31 The hearing, scheduled for March 19 to 21, 2012 at Ottawa, Ontario, was postponed, and the Board directed that the matter of the complainant’s request to record the proceedings proceed by way of written submissions.

32 The Board issued its decision with respect to the preliminary issue as set out earlier on August 1, 2012, in Boshra v. Canadian Association of Professional Employees, 2012 PSLRB 78(“Boshra 2012”). For reasons set out in that decision, the Board upheld its decision not to record or permit the parties to record the hearing of the complaint. In addition, the Board also addressed the disclosure request of the complainant as follows:

[27] The second issue covered in this decision concerns the complainant’s request for the disclosure of documents. He first requested disclosure from the respondent in a letter dated November 20, 2009. Following the filing of this complaint in January 2012, the complainant sought the assistance [sic] of the Board in securing disclosure, referring to the November 20, 2009 letter. A series of exchanges ensued between the parties and the Board on that issue, including a fairly lengthy letter from the respondent dated April 12, 2010 that raised a number of concerns about the scope and content of the request. A Board member was asked to review the parties’ positions and to provide further direction. On April 26, 2010, the Board member indicated that the complainant should be directed to provide to the respondent a revised list of documents that:

  1. were relevant to the CAPE’s representation for his termination grievance;
  2. were from the period of his first contact with the CAPE about his termination until the date on which the complaint was filed;
  3. were not already in his possession;
  4. were not subject to solicitor-client privilege; and
  5. identified the specific document requested.

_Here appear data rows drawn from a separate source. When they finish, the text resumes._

use serde::Serialize;

#[derive(Clone, Copy, Debug, PartialEq, Eq, Serialize)]
#[serde(rename_all = "lowercase")]
pub enum Species {
    Human,
    Cat,
    /// Result of merging faces of different species.
    Hybrid,
}

impl Species {
    /// Species of a face merged from `self` and `other`.
    pub fn merged_with(self, other: Species) -> Species {
        match (self, other) {
            (Species::Human, Species::Human) => Species::Human,
            (Species::Cat, Species::Cat) => Species::Cat,
            _ => Species::Hybrid,
        }
    }
}
//! Worktree resolution
//!
//! Given a requested name, exactly one of three paths applies: reuse an
//! existing worktree, attach an existing branch as a new worktree, or create
//! a brand-new branch and worktree. Git does the heavy lifting; this module
//! decides which git operation to issue and applies post-create semantics.

use std::path::{Path, PathBuf};

use crate::error::WispError;
use crate::process::{self, RunOptions};

/// Default worktrees location, relative to the git root
pub const DEFAULT_WORKTREES_DIR: &str = ".wisp/worktrees";

/// One launch's worth of worktree input, built from resolved configuration
/// plus CLI options and consumed once
#[derive(Debug, Clone)]
pub struct WorktreeRequest {
    pub name: String,
    /// Base ref for a brand-new branch; defaults to the repository HEAD
    pub base: Option<String>,
    /// Files copied from the root worktree after create/attach, deduplicated
    pub copy_files: Vec<String>,
    /// Commands run in the new worktree after create/attach; configuration
    /// only, never merged with CLI input
    pub post_create_commands: Vec<String>,
}

impl WorktreeRequest {
    pub fn new(name: impl Into<String>) -> Self {
        Self {
            name: name.into(),
            base: None,
            copy_files: Vec::new(),
            post_create_commands: Vec::new(),
        }
    }
}

/// Merge configured and CLI-supplied copy lists, preserving order and
/// dropping duplicates. A file named twice appears once.
pub fn merge_copy_files(config_files: &[String], cli_files: &[String]) -> Vec<String> {
    let mut merged: Vec<String> = Vec::new();
    for file in config_files.iter().chain(cli_files.iter()) {
        if !merged.contains(file) {
            merged.push(file.clone());
        }
    }
    merged
}

/// How the request was satisfied. Exactly one variant per request.
#[derive(Debug, Clone, PartialEq, Eq)]
pub enum WorktreeOutcome {
    /// A worktree with this name already existed; nothing was mutated
    Reused { path: PathBuf },
    /// The branch existed; a worktree was created and bound to it
    Attached { path: PathBuf, warnings: Vec<String> },
    /// Both branch and worktree are new
    Created { path: PathBuf, warnings: Vec<String> },
}

impl WorktreeOutcome {
    pub fn path(&self) -> &Path {
        match self {
            WorktreeOutcome::Reused { path }
            | WorktreeOutcome::Attached { path, .. }
            | WorktreeOutcome::Created { path, .. } => path,
        }
    }

    /// Non-fatal issues collected along the way (file-copy failures)
    pub fn warnings(&self) -> &[String] {
        match self {
            WorktreeOutcome::Reused { .. } => &[],
            WorktreeOutcome::Attached { warnings, .. }
            | WorktreeOutcome::Created { warnings, .. } => warnings,
        }
    }
}

/// Resolve the worktrees directory from config, preference, or default
pub fn worktrees_directory(
    git_root: &Path,
    config_value: Option<&str>,
    preference_value: Option<&str>,
) -> PathBuf {
    let configured = config_value.or(preference_value);
    match configured {
        Some(value) => {
            let path = PathBuf::from(value);
            if path.is_absolute() {
                path
            } else {
                git_root.join(path)
            }
        }
        None => git_root.join(DEFAULT_WORKTREES_DIR),
    }
}

/// Git CLI wrapper for repository and worktree operations
pub struct GitCli<'a> {
    repo_root: &'a Path,
}

impl<'a> GitCli<'a> {
    pub fn new(repo_root: &'a Path) -> Self {
        Self { repo_root }
    }

    /// Locate the repository root from the current directory
    pub fn find_root() -> Result<PathBuf, WispError> {
        let (output, status) = process::run_captured_checked(
            "git",
            &process::args(&["rev-parse", "--show-toplevel"]),
            &RunOptions::default(),
        )?;

        if status.is_err() {
            return Err(WispError::Git(trimmed_stderr(&output.stderr)));
        }
        Ok(PathBuf::from(output.stdout.trim()))
    }

    fn run_git(&self, args: &[&str]) -> Result<String, WispError> {
        let mut full_args = vec!["-C".to_string(), self.repo_root.display().to_string()];
        full_args.extend(process::args(args));

        let (output, status) =
            process::run_captured_checked("git", &full_args, &RunOptions::default())?;

        if status.is_err() {
            return Err(WispError::Git(trimmed_stderr(&output.stderr)));
        }
        Ok(output.stdout)
    }

    /// Whether a local branch exists
    pub fn branch_exists(&self, branch: &str) -> Result<bool, WispError> {
        let mut full_args = vec!["-C".to_string(), self.repo_root.display().to_string()];
        full_args.extend(process::args(&[
            "show-ref",
            "--verify",
            &format!("refs/heads/{}", branch),
        ]));

        let (_, status) =
            process::run_captured_checked("git", &full_args, &RunOptions::default())?;
        Ok(status.is_ok())
    }

    /// Add a worktree bound to an existing branch
    pub fn worktree_add(&self, path: &Path, branch: &str) -> Result<(), WispError> {
        self.run_git(&["worktree", "add", &path.display().to_string(), branch])?;
        Ok(())
    }

    /// Add a worktree on a brand-new branch created from `base`
    pub fn worktree_add_new_branch(
        &self,
        path: &Path,
        branch: &str,
        base: &str,
    ) -> Result<(), WispError> {
        self.run_git(&[
            "worktree",
            "add",
            "-b",
            branch,
            &path.display().to_string(),
            base,
        ])?;
        Ok(())
    }

    /// Read a global git config value
    pub fn config_get_global(key: &str) -> Result<Option<String>, WispError> {
        let (output, status) = process::run_captured_checked(
            "git",
            &process::args(&["config", "--global", "--get", key]),
            &RunOptions::default(),
        )?;

        // Exit code 1 means the key is unset
        match status {
            Ok(_) => Ok(Some(output.stdout.trim_end_matches('\n').to_string())),
            Err(WispError::ProcessExecution { code: 1, .. }) => Ok(None),
            Err(_) => Err(WispError::Git(trimmed_stderr(&output.stderr))),
        }
    }
}

fn trimmed_stderr(stderr: &str) -> String {
    let trimmed = stderr.trim();
    if trimmed.is_empty() {
        "git command failed".to_string()
    } else {
        trimmed.to_string()
    }
}

/// Worktree resolution against one repository
pub struct Worktrees {
    git_root: PathBuf,
    worktrees_dir: PathBuf,
}

impl Worktrees {
    pub fn new(git_root: PathBuf, worktrees_dir: PathBuf) -> Self {
        Self {
            git_root,
            worktrees_dir,
        }
    }

    /// Conventional path for a named worktree
    pub fn path_for(&self, name: &str) -> PathBuf {
        self.worktrees_dir.join(name)
    }

    /// Path of an existing worktree, or a not-found error naming it
    pub fn require_existing(&self, name: &str) -> Result<PathBuf, WispError> {
        let path = self.path_for(name);
        if path.is_dir() {
            Ok(path)
        } else {
            Err(WispError::WorktreeNotFound {
                name: name.to_string(),
            })
        }
    }

    /// Decide and execute one of reuse / attach / create.
    ///
    /// Reuse performs no mutation at all. Attach and create copy files
    /// (non-fatal, collected as warnings) and then run post-create commands
    /// (fatal, underlying error surfaced verbatim).
    pub fn resolve(&self, request: &WorktreeRequest) -> Result<WorktreeOutcome, WispError> {
        let path = self.path_for(&request.name);

        // 1. Existing worktree wins; no further action
        if path.is_dir() {
            return Ok(WorktreeOutcome::Reused { path });
        }

        let git = GitCli::new(&self.git_root);

        // 2. Existing branch: attach
        if git.branch_exists(&request.name)? {
            git.worktree_add(&path, &request.name)?;
            let warnings = self.copy_files(&request.copy_files, &path);
            self.run_post_create(&request.post_create_commands, &path)?;
            return Ok(WorktreeOutcome::Attached { path, warnings });
        }

        // 3. Brand-new branch and worktree
        let base = request.base.as_deref().unwrap_or("HEAD");
        git.worktree_add_new_branch(&path, &request.name, base)?;
        let warnings = self.copy_files(&request.copy_files, &path);
        self.run_post_create(&request.post_create_commands, &path)?;
        Ok(WorktreeOutcome::Created { path, warnings })
    }

    fn copy_files(&self, files: &[String], worktree_path: &Path) -> Vec<String> {
        let mut warnings = Vec::new();
        for file in files {
            let source = self.git_root.join(file);
            let target = worktree_path.join(file);
            let result = (|| -> std::io::Result<()> {
                if let Some(parent) = target.parent() {
                    std::fs::create_dir_all(parent)?;
                }
                std::fs::copy(&source, &target)?;
                Ok(())
            })();
            if let Err(e) = result {
                warnings.push(format!("failed to copy {}: {}", file, e));
            }
        }
        warnings
    }

    fn run_post_create(&self, commands: &[String], worktree_path: &Path) -> Result<(), WispError> {
        for command in commands {
            let options = RunOptions {
                cwd: Some(worktree_path.to_path_buf()),
                env: Vec::new(),
                interactive: true,
            };
            let result = process::run("sh", &process::args(&["-c", command]), &options);
            // Name the failing command, not the shell wrapping it
            if let Err(WispError::ProcessExecution { code, .. }) = result {
                return Err(WispError::ProcessExecution {
                    command: command.clone(),
                    code,
                });
            }
            result?;
        }
        Ok(())
    }
}
//! `wisp attach`: bind an existing branch to a new worktree and enter it

use wisp_core::environment::LaunchEnv;
use wisp_core::error::WispError;
use wisp_core::process::{self, RunOptions};
use wisp_core::tmux::{self, WindowOptions};
use wisp_core::worktree::{merge_copy_files, GitCli, WorktreeRequest};
use wisp_core::zellij::{self, PaneOptions, Placement, SessionOptions};

use crate::cli::{PlacementArgs, PlacementTarget};
use crate::commands::ProjectContext;
use crate::output;

pub fn run_attach(
    branch: String,
    shell: bool,
    exec: Option<String>,
    copy_file: Vec<String>,
    placement: PlacementArgs,
) -> Result<(), WispError> {
    let target = placement.selection()?;

    let modes = [shell, exec.is_some(), target.is_some()]
        .iter()
        .filter(|selected| **selected)
        .count();
    if modes > 1 {
        return Err(WispError::Validation(
            "cannot use --shell, --exec, --tmux, and --zellij options together".to_string(),
        ));
    }

    let env = LaunchEnv::from_environment();
    if matches!(target, Some(PlacementTarget::Tmux(_))) && !env.inside_tmux {
        return Err(WispError::Validation(
            "the --tmux options can only be used inside a tmux session".to_string(),
        ));
    }

    let context = ProjectContext::load()?;
    let worktrees = context.worktrees();

    if worktrees.path_for(&branch).is_dir() {
        return Err(WispError::Validation(format!(
            "worktree '{}' already exists",
            branch
        )));
    }
    if !GitCli::new(&context.git_root).branch_exists(&branch)? {
        return Err(WispError::BranchNotFound {
            name: branch.clone(),
        });
    }

    let (config_copy_files, post_create_commands) = context.post_create();
    let request = WorktreeRequest {
        name: branch.clone(),
        base: None,
        copy_files: merge_copy_files(&config_copy_files, &copy_file),
        post_create_commands,
    };
    let outcome = worktrees.resolve(&request)?;
    for warning in outcome.warnings() {
        output::warn(warning);
    }
    output::log(&format!("Attached worktree '{}'", branch));

    let worktree_path = outcome.path().to_path_buf();
    let shell_command = env.shell_or_default().to_string();
    let session_env = zellij::wisp_env(&branch, &worktree_path);

    if shell {
        output::log(&format!("Entering worktree '{}'...", branch));
        let options = RunOptions {
            cwd: Some(worktree_path),
            env: session_env,
            interactive: true,
        };
        process::run(&shell_command, &[], &options)?;
        return Ok(());
    }

    if let Some(command) = exec {
        let options = RunOptions {
            cwd: Some(worktree_path),
            env: session_env,
            interactive: true,
        };
        process::run(&shell_command, &process::args(&["-c", &command]), &options)?;
        return Ok(());
    }

    match target {
        Some(PlacementTarget::Tmux(tmux_placement)) => {
            output::log(&format!(
                "Opening worktree '{}' in tmux {}...",
                branch,
                placement_noun(tmux_placement, "window")
            ));
            tmux::window_command(&WindowOptions {
                placement: tmux_placement,
                command: shell_command,
                args: Vec::new(),
                cwd: Some(worktree_path),
                env: session_env,
                window_name: (tmux_placement == Placement::New).then(|| branch.clone()),
            })
        }
        Some(PlacementTarget::Zellij(zellij_placement)) => {
            if env.inside_zellij {
                output::log(&format!(
                    "Opening worktree '{}' in Zellij {}...",
                    branch,
                    placement_noun(zellij_placement, "tab")
                ));
                return zellij::pane_command(&PaneOptions {
                    placement: zellij_placement,
                    command: shell_command,
                    args: Vec::new(),
                    cwd: Some(worktree_path),
                    tab_name: (zellij_placement == Placement::New).then(|| branch.clone()),
                });
            }
            // Splits only make sense inside a session
            if zellij_placement != Placement::New {
                return Err(WispError::Validation(
                    "the --zellij-vertical and --zellij-horizontal options can only be used \
                     inside a Zellij session; use --zellij to launch a new session"
                        .to_string(),
                ));
            }
            output::log(&format!("Launching Zellij session '{}'...", branch));
            zellij::create_session(&SessionOptions {
                session_name: branch.replace('/', "-"),
                layout: None,
                cwd: Some(worktree_path),
                env: session_env,
            })
        }
        None => Ok(()),
    }
}

fn placement_noun(placement: Placement, new_noun: &'static str) -> &'static str {
    match placement {
        Placement::New => new_noun,
        Placement::Vertical | Placement::Horizontal => "pane",
    }
}
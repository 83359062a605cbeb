//! wisp-core: Core library for worktree and multiplexer session management
//!
//! This crate provides the foundational types and logic for the wisp CLI.

/// Core error types for wisp operations
pub mod error;

/// External process execution
pub mod process;

/// Process environment snapshot
pub mod environment;

/// Project and global configuration files
pub mod config;

/// Operator preferences in global git config
pub mod preferences;

/// Zellij session probing, creation, and pane placement
pub mod zellij;

/// Tmux window and pane placement
pub mod tmux;

/// Layout resolution and persisted layout authoring
pub mod layout;

/// Temporary layout generation
pub mod temp_layout;

/// Worktree resolution against a git repository
pub mod worktree;

/// Terminal emulator spawning for detached launches
pub mod terminal;

// Re-exports for convenience
pub use config::{load_global_config, load_project_config, GlobalConfig, ProjectConfig};
pub use environment::LaunchEnv;
pub use error::WispError;
pub use layout::{LayoutResolution, LayoutResolver, LayoutSource, SetupChoice, SetupPrompt};
pub use temp_layout::{LayoutHandle, TemporaryLayoutOptions};
pub use worktree::{GitCli, WorktreeOutcome, WorktreeRequest, Worktrees};
pub use zellij::{Placement, SessionAction, SessionStatus};
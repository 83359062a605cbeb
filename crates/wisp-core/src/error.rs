//! Error types for wisp operations

use thiserror::Error;

/// Core error type for wisp operations
#[derive(Error, Debug)]
pub enum WispError {
    // === Validation errors ===
    /// Malformed or contradictory invocation
    #[error("{0}")]
    Validation(String),

    // === Not-found errors ===
    /// Named worktree does not exist
    #[error("worktree not found: {name}")]
    WorktreeNotFound { name: String },

    /// Named branch does not exist
    #[error("branch not found: {name}")]
    BranchNotFound { name: String },

    // === Process errors ===
    /// Executable could not be spawned (not found, permission denied)
    #[error("failed to spawn '{command}': {reason}")]
    ProcessSpawn { command: String, reason: String },

    /// Child process was terminated by a signal
    #[error("'{command}' terminated by signal {signal}")]
    ProcessSignal { command: String, signal: i32 },

    /// Child process exited with a nonzero code
    #[error("'{command}' exited with code {code}")]
    ProcessExecution { command: String, code: i32 },

    // === External tool errors ===
    /// Git command failed; message is the underlying stderr, verbatim
    #[error("git error: {0}")]
    Git(String),

    /// Terminal could not be detected or spawned
    #[error("{0}")]
    Terminal(String),

    // === Layout errors ===
    /// An authoritative layout source (CLI flag, project config) named a
    /// file that does not exist
    #[error("layout file not found: {path}{guidance}")]
    LayoutNotFound { path: String, guidance: String },

    // === Configuration errors ===
    /// Configuration file exists but could not be parsed
    #[error("configuration error: {0}")]
    Config(String),

    /// Preferences could not be read or written
    #[error("preferences error: {0}")]
    Preferences(String),

    /// IO error
    #[error("IO error: {0}")]
    Io(#[from] std::io::Error),
}

impl WispError {
    /// Map this error to a process exit code.
    ///
    /// 2 = validation, 3 = not-found, 1 = everything else. Scripts wrapping
    /// wisp branch on these classes.
    pub fn exit_code(&self) -> i32 {
        match self {
            WispError::Validation(_) => 2,

            WispError::WorktreeNotFound { .. } | WispError::BranchNotFound { .. } => 3,

            WispError::ProcessSpawn { .. }
            | WispError::ProcessSignal { .. }
            | WispError::ProcessExecution { .. }
            | WispError::Git(_)
            | WispError::Terminal(_)
            | WispError::LayoutNotFound { .. }
            | WispError::Config(_)
            | WispError::Preferences(_)
            | WispError::Io(_) => 1,
        }
    }

    /// Exit code carried by the failed child, when there is one.
    ///
    /// Lets callers propagate the underlying command's exit code instead of
    /// the general-error class.
    pub fn child_exit_code(&self) -> Option<i32> {
        match self {
            WispError::ProcessExecution { code, .. } => Some(*code),
            _ => None,
        }
    }
}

[28] The list was to be provided within two weeks of the date of the letter.

[29] The letter was sent to the complainant on April 29, 2010.

[30] Despite a number of reminders, the complainant did not provide the respondent with a revised list. Indeed, in a communication to the Board shortly before the hearing, reminding him of the April 2010 direction, the complainant indicated that he thought that his request was adequately captured in his original November 2009 letter.

1. Reasons

[31] My view is that it is not open to the complainant to simply express a preference to return to a request of the scope and kind he submitted in November 2009.

[32] The parties made a series of representations on this issue. A Board member considered it and issued a direction, which seems to me to have dealt adequately with the issue. I reiterate it as the appropriate basis for a request for disclosure from the complainant. Had the hearing continued on March 19, 2012, I would have summarized this history, as I have in this decision, and would have made the same ruling.

[33] For all of the above reasons, the Board makes the following order:

[35] The complainant is directed to provide to the respondent, no later than two weeks from the date of this decision, a revised list of requested documents that:

  • are relevant to the CAPE’s representation for the complainant’s termination grievance;
  • are from the period of his first contact with the CAPE about his termination grievance until the date on which the complaint was filed;
  • are not already in his possession;
  • are not subject to solicitor-client privilege; and
  • are specifically identified.

No further hearing will be scheduled until the complainant has complied with this direction.

33 The complainant sought judicial review of Boshra 2012 by way of application to the Federal Court in File No. T-1623-12. On November 23, 2012, the Federal Court dismissed the complainant’s judicial review application. In ordering the dismissal of the application, the Court noted that the Federal Court of Appeal was the proper jurisdiction to seek judicial review of a Board decision and that the complainant did not file any material responding to the motion seeking dismissal.

34 The complainant filed an appeal of the decision in Federal Court File No. T‑1623-12. On February 14, 2013, the Federal Court of Appeal dismissed the complainant’s appeal. In ordering the dismissal of the appeal, the Court noted that the appeal was filed out of time, that the complainant did not seek an extension of time to file the appeal and did not respond to the motion by the respondent to dismiss the appeal, and that there was no arguable case to support an order extending the time to bring the appeal.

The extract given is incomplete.